Where does the string "impl" occur in the records below? Copy every line that holds it.

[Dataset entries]
————————
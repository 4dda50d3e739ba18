use std::collections::HashMap;

use chrono::{DateTime, Utc};
use serde::{Deserialize, Serialize};
use uuid::Uuid;

use crate::{AggregateId, StoreError};

/// Unique identifier for a published event.
#[derive(Debug, Clone, Copy, PartialEq, Eq, Hash, Serialize, Deserialize)]
#[serde(transparent)]
pub struct EventId(Uuid);

impl EventId {
    /// Creates a new random event ID.
    pub fn new() -> Self {
        Self(Uuid::new_v4())
    }

    /// Returns the underlying UUID.
    pub fn as_uuid(&self) -> Uuid {
        self.0
    }
}

impl Default for EventId {
    fn default() -> Self {
        Self::new()
    }
}

impl std::fmt::Display for EventId {
    fn fmt(&self, f: &mut std::fmt::Formatter<'_>) -> std::fmt::Result {
        write!(f, "{}", self.0)
    }
}

/// Version of a stored aggregate, used for optimistic concurrency control.
///
/// A record that has never been saved is at version 0; every successful save
/// advances the version by exactly one.
#[derive(
    Debug, Clone, Copy, PartialEq, Eq, PartialOrd, Ord, Hash, Default, Serialize, Deserialize,
)]
#[serde(transparent)]
pub struct Version(i64);

impl Version {
    /// Creates a version from a raw value.
    pub fn new(value: i64) -> Self {
        Self(value)
    }

    /// The version of an aggregate that has not been saved yet.
    pub fn initial() -> Self {
        Self(0)
    }

    /// The version assigned by the first save.
    pub fn first() -> Self {
        Self(1)
    }

    /// Returns the next version.
    pub fn next(&self) -> Self {
        Self(self.0 + 1)
    }

    /// Returns the raw version value.
    pub fn as_i64(&self) -> i64 {
        self.0
    }
}

impl std::fmt::Display for Version {
    fn fmt(&self, f: &mut std::fmt::Formatter<'_>) -> std::fmt::Result {
        write!(f, "{}", self.0)
    }
}

impl From<i64> for Version {
    fn from(value: i64) -> Self {
        Self(value)
    }
}

/// A domain event wrapped with the metadata a publisher needs.
///
/// Several events can be produced by one save; they share the same
/// `version` and are ordered by `sequence`.
#[derive(Debug, Clone, Serialize, Deserialize)]
pub struct EventEnvelope {
    /// Unique identifier for this event.
    pub event_id: EventId,

    /// The type of the event (e.g., "InspectionCompleted").
    pub event_type: String,

    /// The aggregate that produced this event.
    pub aggregate_id: AggregateId,

    /// The type of aggregate (e.g., "InspectionOrder").
    pub aggregate_type: String,

    /// The aggregate version stored by the save that produced this event.
    pub version: Version,

    /// Position of the event among those produced by the same save.
    pub sequence: u32,

    /// When the envelope was created.
    pub timestamp: DateTime<Utc>,

    /// The event payload as JSON.
    pub payload: serde_json::Value,

    /// Additional metadata about the event.
    #[serde(default, skip_serializing_if = "HashMap::is_empty")]
    pub metadata: HashMap<String, serde_json::Value>,
}

impl EventEnvelope {
    /// Creates a new event envelope builder.
    pub fn builder() -> EventEnvelopeBuilder {
        EventEnvelopeBuilder::default()
    }

    /// Deserializes the payload into a concrete event type.
    pub fn decode<T: for<'de> Deserialize<'de>>(&self) -> Result<T, serde_json::Error> {
        serde_json::from_value(self.payload.clone())
    }
}

/// Builder for constructing event envelopes.
#[derive(Debug, Default)]
pub struct EventEnvelopeBuilder {
    event_id: Option<EventId>,
    event_type: Option<String>,
    aggregate_id: Option<AggregateId>,
    aggregate_type: Option<String>,
    version: Option<Version>,
    sequence: u32,
    timestamp: Option<DateTime<Utc>>,
    payload: Option<serde_json::Value>,
    metadata: HashMap<String, serde_json::Value>,
}

impl EventEnvelopeBuilder {
    pub fn event_id(mut self, id: EventId) -> Self {
        self.event_id = Some(id);
        self
    }

    pub fn event_type(mut self, event_type: impl Into<String>) -> Self {
        self.event_type = Some(event_type.into());
        self
    }

    pub fn aggregate_id(mut self, id: AggregateId) -> Self {
        self.aggregate_id = Some(id);
        self
    }

    pub fn aggregate_type(mut self, aggregate_type: impl Into<String>) -> Self {
        self.aggregate_type = Some(aggregate_type.into());
        self
    }

    pub fn version(mut self, version: Version) -> Self {
        self.version = Some(version);
        self
    }

    pub fn sequence(mut self, sequence: u32) -> Self {
        self.sequence = sequence;
        self
    }

    /// Sets the timestamp. If not set, the current time will be used.
    pub fn timestamp(mut self, timestamp: DateTime<Utc>) -> Self {
        self.timestamp = Some(timestamp);
        self
    }

    /// Sets the payload from a serializable value.
    pub fn payload<T: Serialize>(mut self, payload: &T) -> Result<Self, serde_json::Error> {
        self.payload = Some(serde_json::to_value(payload)?);
        Ok(self)
    }

    /// Sets the payload from a raw JSON value.
    pub fn payload_raw(mut self, payload: serde_json::Value) -> Self {
        self.payload = Some(payload);
        self
    }

    /// Adds a metadata entry.
    pub fn metadata(mut self, key: impl Into<String>, value: serde_json::Value) -> Self {
        self.metadata.insert(key.into(), value);
        self
    }

    /// Builds the event envelope.
    ///
    /// Fails if the event type, aggregate id, aggregate type, version or
    /// payload was never set.
    pub fn build(self) -> Result<EventEnvelope, StoreError> {
        Ok(EventEnvelope {
            event_id: self.event_id.unwrap_or_default(),
            event_type: self
                .event_type
                .ok_or(StoreError::IncompleteEnvelope("event_type"))?,
            aggregate_id: self
                .aggregate_id
                .ok_or(StoreError::IncompleteEnvelope("aggregate_id"))?,
            aggregate_type: self
                .aggregate_type
                .ok_or(StoreError::IncompleteEnvelope("aggregate_type"))?,
            version: self
                .version
                .ok_or(StoreError::IncompleteEnvelope("version"))?,
            sequence: self.sequence,
            timestamp: self.timestamp.unwrap_or_else(Utc::now),
            payload: self
                .payload
                .ok_or(StoreError::IncompleteEnvelope("payload"))?,
            metadata: self.metadata,
        })
    }
}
————————
▶ **Response for this exercise**
impl EventId {
impl Default for EventId {
impl std::fmt::Display for EventId {
impl Version {
impl std::fmt::Display for Version {
impl From<i64> for Version {
impl EventEnvelope {
impl EventEnvelopeBuilder {
    pub fn event_type(mut self, event_type: impl Into<String>) -> Self {
    pub fn aggregate_type(mut self, aggregate_type: impl Into<String>) -> Self {
    pub fn metadata(mut self, key: impl Into<String>, value: serde_json::Value) -> Self {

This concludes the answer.